= Nick Ormerod =

British theatre designer (born 1951)

Nicholas Ronald Ormerod OBE (born 9 December 1951) is a British theatre designer and co-founder of the international theatre company Cheek by Jowl. In 1981 he founded Cheek by Jowl with Declan Donnellan, and they are the company's co-artistic directors. In addition to his Cheek by Jowl productions, Ormerod has made theatre, opera and ballet with companies across the world. He studied law at Trinity College, Cambridge before studying for BA in theatre design at the Wimbledon School of Art.

==Biography==
Ormerod was born and grew up in London, England. He studied law at Trinity College, Cambridge before studying for a BA in theatre design at the Wimbledon School of Art. In 1981 Ormerod founded Cheek by Jowl with Declan Donnellan. The company has performed across the world, working in over 400 cities in 40 countries spanning six continents. Since 2006 Cheek by Jowl have been part of the Barbican's International Theatre Program (BITE) resulting in co-productions of The Changeling (2006), Cymbeline (2007) and Troilus and Cressida (2008).

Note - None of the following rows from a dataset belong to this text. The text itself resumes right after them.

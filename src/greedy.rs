use crate::coverage::{self, Universe};
use crate::decompose::Decomposition;
use bit_set::BitSet;
use std::collections::{BTreeSet, HashSet};

/// Greedy hitting set of `remaining`, joined with `forced`.
///
/// Decompositions already hit by `forced` are ignored. Among the elements hitting the most
/// unhit decompositions the smallest prime is taken, until every decomposition is hit.
pub fn solve(remaining: &[Decomposition], forced: &BTreeSet<u64>) -> BTreeSet<u64> {
    let universe = Universe::new(&coverage::unhit(remaining, forced));
    universe.to_primes(&hitting_set(&universe), forced)
}

/// Max-degree heuristic on the dense set system.
pub fn hitting_set(universe: &Universe) -> BitSet {
    // The degree of an element is the number of unhit sets it is in.
    let mut watch = vec![HashSet::<usize>::default(); universe.len()];
    for i in 0..universe.num_sets() {
        universe.members(i).iter().for_each(|e| { watch[*e].insert(i); });
    }

    // A bucket priority queue.
    // For every possible degree, we have a bucket of all elements of that degree, ordered by id.
    // Degrees can only be reduced.
    let mut queue_head = watch.iter().map(|w| w.len()).max().unwrap_or(0);
    let mut bucket_queue = vec![BTreeSet::<usize>::new(); queue_head + 1];
    for e in 0..universe.len() {
        bucket_queue[watch[e].len()].insert(e);
    }

    // As long as there are sets that are not hit, take the smallest element of highest degree.
    let mut hs = BitSet::new();
    while queue_head > 0 {
        if let Some(e) = bucket_queue[queue_head].pop_first() {
            hs.insert(e);
            let ids = watch[e].drain().collect::<Vec<usize>>();
            for set_id in ids {
                for v in universe.members(set_id).iter().cloned().filter(|v| *v != e) {
                    let degree = watch[v].len();
                    watch[v].remove(&set_id);
                    bucket_queue[degree].remove(&v);
                    bucket_queue[degree - 1].insert(v);
                }
            }
        } else {
            queue_head -= 1;
        }
    }
    hs
}
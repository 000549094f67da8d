//! Solver configuration, loadable from TOML.
//!
//! ```
//! use primehit::SolverConfig;
//!
//! let config = SolverConfig::from_toml_str(r#"
//!     strategy = "genetic"
//!     random_seed = 7
//!
//!     [genetic]
//!     population_size = 80
//! "#).unwrap();
//!
//! assert_eq!(config.strategy, "genetic");
//! assert_eq!(config.genetic.population_size, 80);
//! assert_eq!(config.multi_start_runs, 5);
//! ```

use std::path::Path;

use serde::{Deserialize, Serialize};
use thiserror::Error;

#[derive(Debug, Error)]
pub enum ConfigError {
    #[error("IO error: {0}")]
    Io(#[from] std::io::Error),

    #[error("TOML parse error: {0}")]
    Toml(#[from] toml::de::Error),

    #[error("Invalid configuration: {0}")]
    Invalid(String),
}

#[derive(Debug, Clone, PartialEq, Deserialize, Serialize)]
#[serde(default, rename_all = "snake_case")]
pub struct SolverConfig {
    /// Name of the strategy run on the reduced instance.
    pub strategy: String,

    /// Seed of the random source handed to the randomized strategies.
    pub random_seed: Option<u64>,

    /// Report the solve lifecycle (start, reduction, result, fallbacks) through tracing at info
    /// and warn level. `debug` diagnostics from the reduction and the strategies are left to the
    /// subscriber's filter.
    pub verbose: bool,

    /// Return the forced elements instead of failing on an unknown strategy.
    pub best_effort: bool,

    /// Maximum number of combinations the exhaustive strategy may enumerate.
    pub exhaustive_limit: u64,

    /// Number of descents run by the multi-start strategy.
    pub multi_start_runs: usize,

    /// Consecutive rejected removals after which a descent stops.
    pub stall_rejections: usize,

    pub genetic: GeneticConfig,
}

impl Default for SolverConfig {
    fn default() -> Self {
        SolverConfig {
            strategy: "exhaustive".to_string(),
            random_seed: None,
            verbose: true,
            best_effort: false,
            exhaustive_limit: 1 << 24,
            multi_start_runs: 5,
            stall_rejections: 5,
            genetic: GeneticConfig::default(),
        }
    }
}

impl SolverConfig {
    pub fn new() -> Self {
        Self::default()
    }

    /// Loads and validates configuration from a TOML file.
    pub fn load(path: impl AsRef<Path>) -> Result<Self, ConfigError> {
        let contents = std::fs::read_to_string(path)?;
        Self::from_toml_str(&contents)
    }

    /// Parses and validates configuration from a TOML string.
    pub fn from_toml_str(s: &str) -> Result<Self, ConfigError> {
        let config: SolverConfig = toml::from_str(s)?;
        config.validate()?;
        Ok(config)
    }

    pub fn validate(&self) -> Result<(), ConfigError> {
        if self.multi_start_runs == 0 {
            return Err(ConfigError::Invalid("multi_start_runs must be positive".to_string()));
        }
        if self.stall_rejections == 0 {
            return Err(ConfigError::Invalid("stall_rejections must be positive".to_string()));
        }
        self.genetic.validate()
    }

    pub fn with_strategy(mut self, strategy: impl Into<String>) -> Self {
        self.strategy = strategy.into();
        self
    }

    pub fn with_random_seed(mut self, seed: u64) -> Self {
        self.random_seed = Some(seed);
        self
    }

    pub fn with_verbose(mut self, verbose: bool) -> Self {
        self.verbose = verbose;
        self
    }

    pub fn with_best_effort(mut self, best_effort: bool) -> Self {
        self.best_effort = best_effort;
        self
    }

    pub fn with_exhaustive_limit(mut self, limit: u64) -> Self {
        self.exhaustive_limit = limit;
        self
    }
}

/// Parameters of the genetic strategy.
#[derive(Debug, Clone, PartialEq, Deserialize, Serialize)]
#[serde(default, rename_all = "snake_case")]
pub struct GeneticConfig {
    /// Upper bound on the population kept between generations.
    pub population_size: usize,

    /// Random draws tried when seeding the initial population.
    pub init_attempts: usize,

    /// Probability that an individual is picked for mutation.
    pub mutation_rate: f64,

    /// Generations without a smaller best candidate before stopping.
    pub stall_generations: usize,

    pub max_generations: usize,
}

impl Default for GeneticConfig {
    fn default() -> Self {
        GeneticConfig {
            population_size: 50,
            init_attempts: 500,
            mutation_rate: 0.2,
            stall_generations: 3,
            max_generations: 1_000,
        }
    }
}

impl GeneticConfig {
    pub fn validate(&self) -> Result<(), ConfigError> {
        if self.population_size == 0 {
            return Err(ConfigError::Invalid("genetic.population_size must be positive".to_string()));
        }
        if !(0.0..=1.0).contains(&self.mutation_rate) {
            return Err(ConfigError::Invalid(format!(
                "genetic.mutation_rate must lie in [0, 1], got {}",
                self.mutation_rate
            )));
        }
        Ok(())
    }
}
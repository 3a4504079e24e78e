//! Wire types returned by the CouchDB admin API.

use serde::{Deserialize, Deserializer, Serialize};

/// Security object of a single database (`GET /{db}/_security`).
///
/// CouchDB returns `{}` for a database that never had its security set, so
/// both components default to empty. Explicit `null` values are treated the
/// same way.
#[derive(Clone, Debug, Default, PartialEq, Eq, Serialize, Deserialize)]
pub struct SecurityDocument {
    #[serde(default, deserialize_with = "null_as_default")]
    pub admins: SecurityComponent,

    #[serde(default, deserialize_with = "null_as_default")]
    pub members: SecurityComponent,
}

/// One security class of a [`SecurityDocument`].
///
/// `names` and `roles` are independent arrays in the upstream document. They
/// are read as positionally paired (`names[i]` holds `roles[i]`).
#[derive(Clone, Debug, Default, PartialEq, Eq, Serialize, Deserialize)]
pub struct SecurityComponent {
    #[serde(default, deserialize_with = "null_as_default")]
    pub names: Vec<String>,

    #[serde(default, deserialize_with = "null_as_default")]
    pub roles: Vec<String>,
}

impl SecurityComponent {
    /// Build a component from name and role lists.
    pub fn new<N, R>(names: N, roles: R) -> Self
    where
        N: IntoIterator,
        N::Item: Into<String>,
        R: IntoIterator,
        R::Item: Into<String>,
    {
        Self {
            names: names.into_iter().map(Into::into).collect(),
            roles: roles.into_iter().map(Into::into).collect(),
        }
    }

    /// Returns true when the name and role lists can be paired by index.
    pub fn is_paired(&self) -> bool {
        self.names.len() == self.roles.len()
    }
}

fn null_as_default<'de, D, T>(deserializer: D) -> Result<T, D::Error>
where
    D: Deserializer<'de>,
    T: Default + Deserialize<'de>,
{
    Ok(Option::<T>::deserialize(deserializer)?.unwrap_or_default())
}
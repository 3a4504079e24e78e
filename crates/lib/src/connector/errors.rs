//! Error types for the resource synchronizers.

use thiserror::Error;

/// Errors raised while mapping security documents into the identity graph.
#[derive(Debug, Error)]
#[non_exhaustive]
pub enum ConnectorError {
    /// The database's security object decoded to `null`.
    #[error("the security object of '{database}' database couldn't be retrieved")]
    MissingSecurityDocument { database: String },

    /// A security component's name and role lists cannot be paired.
    ///
    /// Only raised under [`MismatchPolicy::Reject`](super::MismatchPolicy::Reject).
    #[error(
        "the {component} of '{database}' database list {names} names but {roles} roles; user roles cannot be identified"
    )]
    ComponentMismatch {
        database: String,
        component: &'static str,
        names: usize,
        roles: usize,
    },
}

impl ConnectorError {
    /// Check if this error reports malformed upstream security data.
    pub fn is_integrity_error(&self) -> bool {
        matches!(self, ConnectorError::ComponentMismatch { .. })
    }

    /// Check if this error indicates the security document was absent.
    pub fn is_not_found(&self) -> bool {
        matches!(self, ConnectorError::MissingSecurityDocument { .. })
    }
}

// Conversion from ConnectorError to the main Error type
impl From<ConnectorError> for crate::Error {
    fn from(err: ConnectorError) -> Self {
        crate::Error::Connector(err)
    }
}
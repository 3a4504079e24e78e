//!
//! couchsync: synchronizes the access-control model of a CouchDB instance into
//! a Resource → Entitlement → Grant identity graph for access-review tooling.
//!
//! ## Core Concepts
//!
//! * **Client (`client::CouchClient`)**: Authenticated access to the CouchDB admin API
//!   (`/_all_dbs` and `/{db}/_security`), behind the `client::AdminApi` trait.
//! * **Synchronizers (`connector::ResourceSyncer`)**: One per resource kind:
//!     * **Databases (`connector::DatabaseSyncer`)**: Group-like resources scoping everything else.
//!     * **Roles (`connector::RoleSyncer`)**: One resource per `database/role`, each with a single
//!       `assigned` entitlement granted to the users holding the role.
//!     * **Users (`connector::UserSyncer`)**: One resource per `database/username`; grant targets only.
//! * **Extraction (`connector::extract`)**: Pairs the name and role lists of each security
//!   component by position.
//! * **Traversal (`traversal::traverse`)**: Drives the synchronizers in host-engine order and
//!   collects the resulting graph.

pub mod client;
pub mod config;
pub mod connector;
pub mod traversal;

pub use config::Config;
pub use connector::Connector;
pub use traversal::{SyncedGraph, traverse};

/// Result type used throughout the couchsync library.
pub type Result<T> = std::result::Result<T, Error>;

/// Common error type for the couchsync library.
#[derive(Debug, thiserror::Error)]
pub enum Error {
    /// Structured transport errors from the client module
    #[error(transparent)]
    Client(client::ClientError),

    /// Structured mapping errors from the connector module
    #[error(transparent)]
    Connector(connector::ConnectorError),

    /// Structured configuration errors from the config module
    #[error(transparent)]
    Config(config::ConfigError),
}

impl Error {
    /// Get the originating module for this error.
    pub fn module(&self) -> &'static str {
        match self {
            Error::Client(_) => "client",
            Error::Connector(_) => "connector",
            Error::Config(_) => "config",
        }
    }

    /// Check if this error came from the transport layer.
    pub fn is_transport_error(&self) -> bool {
        matches!(self, Error::Client(_))
    }

    /// Check if this error indicates a resource was not found.
    pub fn is_not_found(&self) -> bool {
        match self {
            Error::Connector(connector_err) => connector_err.is_not_found(),
            Error::Client(client_err) => {
                client_err.status() == Some(reqwest::StatusCode::NOT_FOUND)
            }
            _ => false,
        }
    }

    /// Check if this error is authentication-related.
    pub fn is_authentication_error(&self) -> bool {
        match self {
            Error::Client(client_err) => client_err.is_unauthorized(),
            _ => false,
        }
    }

    /// Check if this error is configuration-related.
    pub fn is_configuration_error(&self) -> bool {
        match self {
            Error::Config(_) => true,
            Error::Client(client_err) => client_err.is_configuration_error(),
            _ => false,
        }
    }

    /// Check if this error indicates malformed upstream data.
    pub fn is_integrity_error(&self) -> bool {
        match self {
            Error::Connector(connector_err) => connector_err.is_integrity_error(),
            Error::Client(client_err) => client_err.is_decode_error(),
            _ => false,
        }
    }
}
//! Connector configuration.

use std::fmt;

use thiserror::Error;

use crate::connector::MismatchPolicy;

pub const USERNAME_FIELD: &str = "username";
pub const PASSWORD_FIELD: &str = "password";
pub const INSTANCE_URL_FIELD: &str = "instance-url";

/// Credentials and location of the CouchDB instance to synchronize.
#[derive(Clone, Default)]
pub struct Config {
    /// Username of the CouchDB admin account
    pub username: String,
    /// Password of the CouchDB admin account
    pub password: String,
    /// URL of the CouchDB instance, including the port if needed
    pub instance_url: String,
    /// Treatment of security components whose names and roles differ in length
    pub mismatch_policy: MismatchPolicy,
}

impl Config {
    pub fn new(
        username: impl Into<String>,
        password: impl Into<String>,
        instance_url: impl Into<String>,
    ) -> Self {
        Self {
            username: username.into(),
            password: password.into(),
            instance_url: instance_url.into(),
            mismatch_policy: MismatchPolicy::default(),
        }
    }

    pub fn with_mismatch_policy(mut self, policy: MismatchPolicy) -> Self {
        self.mismatch_policy = policy;
        self
    }

    /// Check that every required field is non-empty.
    ///
    /// All empty fields are reported together.
    pub fn validate(&self) -> Result<(), ConfigError> {
        let fields: Vec<&'static str> = [
            (USERNAME_FIELD, &self.username),
            (PASSWORD_FIELD, &self.password),
            (INSTANCE_URL_FIELD, &self.instance_url),
        ]
        .into_iter()
        .filter(|(_, value)| value.is_empty())
        .map(|(field, _)| field)
        .collect();

        if fields.is_empty() {
            Ok(())
        } else {
            Err(ConfigError::MissingFields { fields })
        }
    }
}

impl fmt::Debug for Config {
    fn fmt(&self, f: &mut fmt::Formatter<'_>) -> fmt::Result {
        f.debug_struct("Config")
            .field("username", &self.username)
            .field("password", &"***")
            .field("instance_url", &self.instance_url)
            .field("mismatch_policy", &self.mismatch_policy)
            .finish()
    }
}

#[derive(Debug, Error, PartialEq, Eq)]
pub enum ConfigError {
    #[error("the required fields {} can't be empty", format_fields(fields))]
    MissingFields { fields: Vec<&'static str> },
}

fn format_fields(fields: &[&'static str]) -> String {
    fields
        .iter()
        .map(|field| format!("'--{field}'"))
        .collect::<Vec<_>>()
        .join(", ")
}

// Conversion from ConfigError to the main Error type
impl From<ConfigError> for crate::Error {
    fn from(err: ConfigError) -> Self {
        crate::Error::Config(err)
    }
}
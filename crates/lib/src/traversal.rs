//! In-process traversal of the connector's resource synchronizers.
//!
//! [`traverse`] walks the synchronizers in the order a host engine does:
//! top-level listings, then child listings for every resource that declares
//! child kinds, then entitlements, then grants. Because every listing happens
//! before any grants are requested, the role synchronizer's cache is complete
//! when grants are computed.

use std::collections::{HashMap, HashSet, VecDeque};

use serde::Serialize;

use crate::Result;
use crate::connector::{
    Connector, Entitlement, Grant, Page, Resource, ResourceId, ResourceKind, ResourceSyncer,
};

/// Everything produced by one traversal cycle.
#[derive(Debug, Clone, Default, PartialEq, Eq, Serialize)]
pub struct SyncedGraph {
    pub resources: Vec<Resource>,
    pub entitlements: Vec<Entitlement>,
    pub grants: Vec<Grant>,
}

impl SyncedGraph {
    /// Resources of one kind, in discovery order.
    pub fn resources_of(&self, kind: ResourceKind) -> impl Iterator<Item = &Resource> {
        self.resources.iter().filter(move |r| r.kind() == kind)
    }

    pub fn resource(&self, id: &ResourceId) -> Option<&Resource> {
        self.resources.iter().find(|r| &r.id == id)
    }
}

/// Run one full traversal with a fresh set of synchronizers.
pub async fn traverse(connector: &Connector) -> Result<SyncedGraph> {
    let mut syncers = connector.resource_syncers();
    traverse_syncers(&mut syncers).await
}

/// Run one full traversal over the given synchronizers.
///
/// Resources are deduplicated by identity (first occurrence wins);
/// entitlements and grants by id. Any error aborts the traversal.
pub async fn traverse_syncers(syncers: &mut [Box<dyn ResourceSyncer>]) -> Result<SyncedGraph> {
    let index: HashMap<ResourceKind, usize> = syncers
        .iter()
        .enumerate()
        .map(|(i, syncer)| (syncer.kind(), i))
        .collect();

    let mut graph = SyncedGraph::default();
    let mut seen = HashSet::new();
    let mut pending = VecDeque::new();

    for syncer in syncers.iter_mut() {
        for resource in list_all(syncer, None).await? {
            if seen.insert(resource.id.clone()) {
                pending.push_back(resource);
            }
        }
    }

    while let Some(resource) = pending.pop_front() {
        for kind in &resource.child_kinds {
            let Some(&i) = index.get(kind) else {
                tracing::warn!(
                    parent = %resource.id,
                    child = %kind,
                    "No synchronizer for child kind"
                );
                continue;
            };
            for child in list_all(&mut syncers[i], Some(&resource.id)).await? {
                if seen.insert(child.id.clone()) {
                    pending.push_back(child);
                }
            }
        }
        graph.resources.push(resource);
    }

    let mut entitlement_ids = HashSet::new();
    for resource in &graph.resources {
        let Some(&i) = index.get(&resource.kind()) else {
            continue;
        };
        let syncer = &syncers[i];
        let mut token: Option<String> = None;
        loop {
            let page = syncer.entitlements(resource, token.as_deref()).await?;
            for entitlement in page.items {
                if entitlement_ids.insert(entitlement.id.clone()) {
                    graph.entitlements.push(entitlement);
                }
            }
            token = page.next_token;
            if token.is_none() {
                break;
            }
        }
    }

    let mut grant_ids = HashSet::new();
    for resource in &graph.resources {
        let Some(&i) = index.get(&resource.kind()) else {
            continue;
        };
        let syncer = &syncers[i];
        let mut token: Option<String> = None;
        loop {
            let page = syncer.grants(resource, token.as_deref()).await?;
            for grant in page.items {
                if grant_ids.insert(grant.id.clone()) {
                    graph.grants.push(grant);
                }
            }
            token = page.next_token;
            if token.is_none() {
                break;
            }
        }
    }

    tracing::info!(
        resources = graph.resources.len(),
        entitlements = graph.entitlements.len(),
        grants = graph.grants.len(),
        "Traversal completed"
    );
    Ok(graph)
}

/// Follow page tokens until a listing is exhausted.
async fn list_all(
    syncer: &mut Box<dyn ResourceSyncer>,
    parent: Option<&ResourceId>,
) -> Result<Vec<Resource>> {
    let mut resources = Vec::new();
    let mut token: Option<String> = None;
    loop {
        let Page {
            items, next_token, ..
        } = syncer.list(parent, token.as_deref()).await?;
        resources.extend(items);
        match next_token {
            Some(next) => token = Some(next),
            None => return Ok(resources),
        }
    }
}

In addition to his work with Cheek by Jowl, Ormerod designed the Royal Shakespeare Company’s productions of School for Scandal (1998) and King Lear (2002 Academy Production). In 2005, he co-wrote an adaptation of Charles Dickens’s Great Expectations (2005) for the Royal Shakespeare Company with Declan Donnellan. He designed Shakespeare's Troilus and Cressida for the Burgtheater, Vienna in 2000, and Falstaff for the Salzburg Festival in 2001. In London, Ormerod designed Hay Fever at the Savoy Theatre, and Shakespeare in Love (play) at the Noël Coward Theatre.

For the Royal National Theatre Ormerod designed both parts of Angels in America by Tony Kushner, as well as Sweeney Todd, Peer Gynt and Fuenteovejuna.

In 2000 he and Donnellan formed a company of actors in Moscow, under the auspices of The Chekhov Festival, whose productions include Boris Godunov, Twelfth Night and Three Sisters. For the Bolshoi Theatre he has designed Romeo and Juliet in 2003, and Hamlet in 2015. Other work in Russia includes The Winter's Tale for the Maly Drama Theatre of St. Petersburg in 1997. With Cheek by Jowl he and Donnellan have produced further work in Russian including The Tempest with the Chekhov Festival and Measure for Measure in a co-production with Moscow's Pushkin Theatre.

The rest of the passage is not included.